(Given information Opens)
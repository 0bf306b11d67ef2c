//! Hook records: one deferred action plus its eligibility state.
//!
//! A record is created at its registration site with a frame-global
//! [`HookSeq`] and starts [`HookState::Ineligible`]. Arming flips it to
//! [`HookState::Eligible`] for the rest of the frame's life. Dispatch never
//! changes the state.

use core::fmt;
use std::rc::Rc;

use crate::error::BoxError;
use crate::frame::Frame;
use crate::gate::GateHandle;

// ─────────────────────────────────────────────────────────────────────────────
// HookSeq
// ─────────────────────────────────────────────────────────────────────────────

/// Registration order of a hook within its frame.
///
/// Sequence numbers are shared by all gates of a frame and only grow. A gate
/// dispatches its hooks from the highest sequence number down.
#[derive(Debug, Clone, Copy, PartialEq, Eq, PartialOrd, Ord, Hash)]
pub struct HookSeq(pub(crate) u64);

impl HookSeq {
    pub(crate) fn new(value: u64) -> Self {
        Self(value)
    }

    /// Returns the raw value.
    #[must_use]
    pub fn value(&self) -> u64 {
        self.0
    }
}

impl fmt::Display for HookSeq {
    fn fmt(&self, f: &mut fmt::Formatter<'_>) -> fmt::Result {
        write!(f, "hook#{}", self.0)
    }
}

// ─────────────────────────────────────────────────────────────────────────────
// HookState
// ─────────────────────────────────────────────────────────────────────────────

/// Eligibility of a hook record.
#[derive(Debug, Clone, Copy, PartialEq, Eq)]
pub enum HookState {
    /// The registration site has not executed yet. The hook is skipped.
    Ineligible,
    /// The registration site executed. The hook runs on every reach of its gate.
    Eligible,
}

impl HookState {
    /// Returns `true` if the hook runs when its gate is reached.
    #[must_use]
    pub fn is_eligible(self) -> bool {
        matches!(self, HookState::Eligible)
    }
}

// ─────────────────────────────────────────────────────────────────────────────
// BoxedAction
// ─────────────────────────────────────────────────────────────────────────────

/// Type-erased deferred action.
///
/// The handler receives the frame it was registered in, so an action can
/// reach gates of the same frame, including its own. Most actions do not need
/// it; use [`Frame::register`] or [`Frame::try_register`] for those.
///
/// Actions capture the procedure's state by reference (`Cell`, `RefCell`,
/// shared references), so they observe the values current at dispatch time.
/// Handlers are `Fn` so that a nested pass may run an action that is still
/// running in an outer pass. Cloning shares the handler.
#[derive(Clone)]
pub struct BoxedAction<'a> {
    handler: Rc<dyn Fn(&Frame<'a>) -> Result<(), BoxError> + 'a>,
}

impl<'a> BoxedAction<'a> {
    /// Creates an action from a handler that receives the owning frame.
    #[must_use]
    pub fn new(handler: impl Fn(&Frame<'a>) -> Result<(), BoxError> + 'a) -> Self {
        Self {
            handler: Rc::new(handler),
        }
    }

    /// Creates an action that cannot fail.
    #[must_use]
    pub fn infallible(action: impl Fn() + 'a) -> Self {
        Self::new(move |_frame| {
            action();
            Ok(())
        })
    }

    /// Creates an action from a closure returning any boxable error.
    #[must_use]
    pub fn fallible<E>(action: impl Fn() -> Result<(), E> + 'a) -> Self
    where
        E: Into<BoxError>,
    {
        Self::new(move |_frame| action().map_err(Into::into))
    }

    /// Runs the action.
    pub fn invoke(&self, frame: &Frame<'a>) -> Result<(), BoxError> {
        (self.handler)(frame)
    }
}

impl fmt::Debug for BoxedAction<'_> {
    fn fmt(&self, f: &mut fmt::Formatter<'_>) -> fmt::Result {
        f.debug_struct("BoxedAction").finish_non_exhaustive()
    }
}

// ─────────────────────────────────────────────────────────────────────────────
// HookRecord
// ─────────────────────────────────────────────────────────────────────────────

/// Entry in a gate's registry.
pub(crate) struct HookRecord<'a> {
    seq: HookSeq,
    gate: GateHandle,
    state: HookState,
    action: BoxedAction<'a>,
}

impl<'a> HookRecord<'a> {
    pub(crate) fn new(seq: HookSeq, gate: GateHandle, action: BoxedAction<'a>) -> Self {
        Self {
            seq,
            gate,
            state: HookState::Ineligible,
            action,
        }
    }

    pub(crate) fn seq(&self) -> HookSeq {
        self.seq
    }

    pub(crate) fn gate(&self) -> GateHandle {
        self.gate
    }

    pub(crate) fn state(&self) -> HookState {
        self.state
    }

    pub(crate) fn action(&self) -> BoxedAction<'a> {
        self.action.clone()
    }

    /// Marks the record eligible. Returns `false` if it already was.
    pub(crate) fn arm(&mut self) -> bool {
        match self.state {
            HookState::Ineligible => {
                self.state = HookState::Eligible;
                true
            }
            HookState::Eligible => false,
        }
    }
}

impl fmt::Debug for HookRecord<'_> {
    fn fmt(&self, f: &mut fmt::Formatter<'_>) -> fmt::Result {
        f.debug_struct("HookRecord")
            .field("seq", &self.seq)
            .field("gate", &self.gate)
            .field("state", &self.state)
            .finish_non_exhaustive()
    }
}

#[cfg(test)]
mod tests {
    use super::*;
    use crate::frame::FrameId;
    use core::cell::Cell;

    fn gate() -> GateHandle {
        GateHandle::new(FrameId::new(1), 0)
    }

    #[test]
    fn record_starts_ineligible() {
        let record = HookRecord::new(HookSeq::new(0), gate(), BoxedAction::infallible(|| {}));
        assert_eq!(record.state(), HookState::Ineligible);
        assert!(!record.state().is_eligible());
    }

    #[test]
    fn record_arms_exactly_once() {
        let mut record =
            HookRecord::new(HookSeq::new(0), gate(), BoxedAction::infallible(|| {}));

        assert!(record.arm(), "first arm flips the state");
        assert_eq!(record.state(), HookState::Eligible);

        assert!(!record.arm(), "second arm is rejected");
        assert_eq!(record.state(), HookState::Eligible);
    }

    #[test]
    fn infallible_action_observes_live_state() {
        let counter = Cell::new(0);
        let seen = Cell::new(0);
        let frame = Frame::new();
        let action = BoxedAction::infallible(|| seen.set(counter.get()));

        counter.set(5);
        action.invoke(&frame).expect("infallible action");
        assert_eq!(seen.get(), 5);

        counter.set(9);
        action.invoke(&frame).expect("infallible action");
        assert_eq!(seen.get(), 9);
    }

    #[test]
    fn fallible_action_boxes_its_error() {
        let frame = Frame::new();
        let action = BoxedAction::fallible(|| Err::<(), _>("handle already closed"));

        let err = action.invoke(&frame).expect_err("action should fail");
        assert_eq!(err.to_string(), "handle already closed");
    }

    #[test]
    fn cloned_action_shares_handler() {
        let calls = Cell::new(0);
        let frame = Frame::new();
        let action = BoxedAction::infallible(|| calls.set(calls.get() + 1));
        let shared = action.clone();

        action.invoke(&frame).unwrap();
        shared.invoke(&frame).unwrap();
        assert_eq!(calls.get(), 2);
    }

    #[test]
    fn hook_seq_orders_by_value() {
        assert!(HookSeq::new(1) < HookSeq::new(2));
        assert_eq!(HookSeq::new(3).to_string(), "hook#3");
    }
}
(Given information Closes)
### What is being asked
Report the number of lines in the records above that include "false", leaving out any other words.

### Task output
2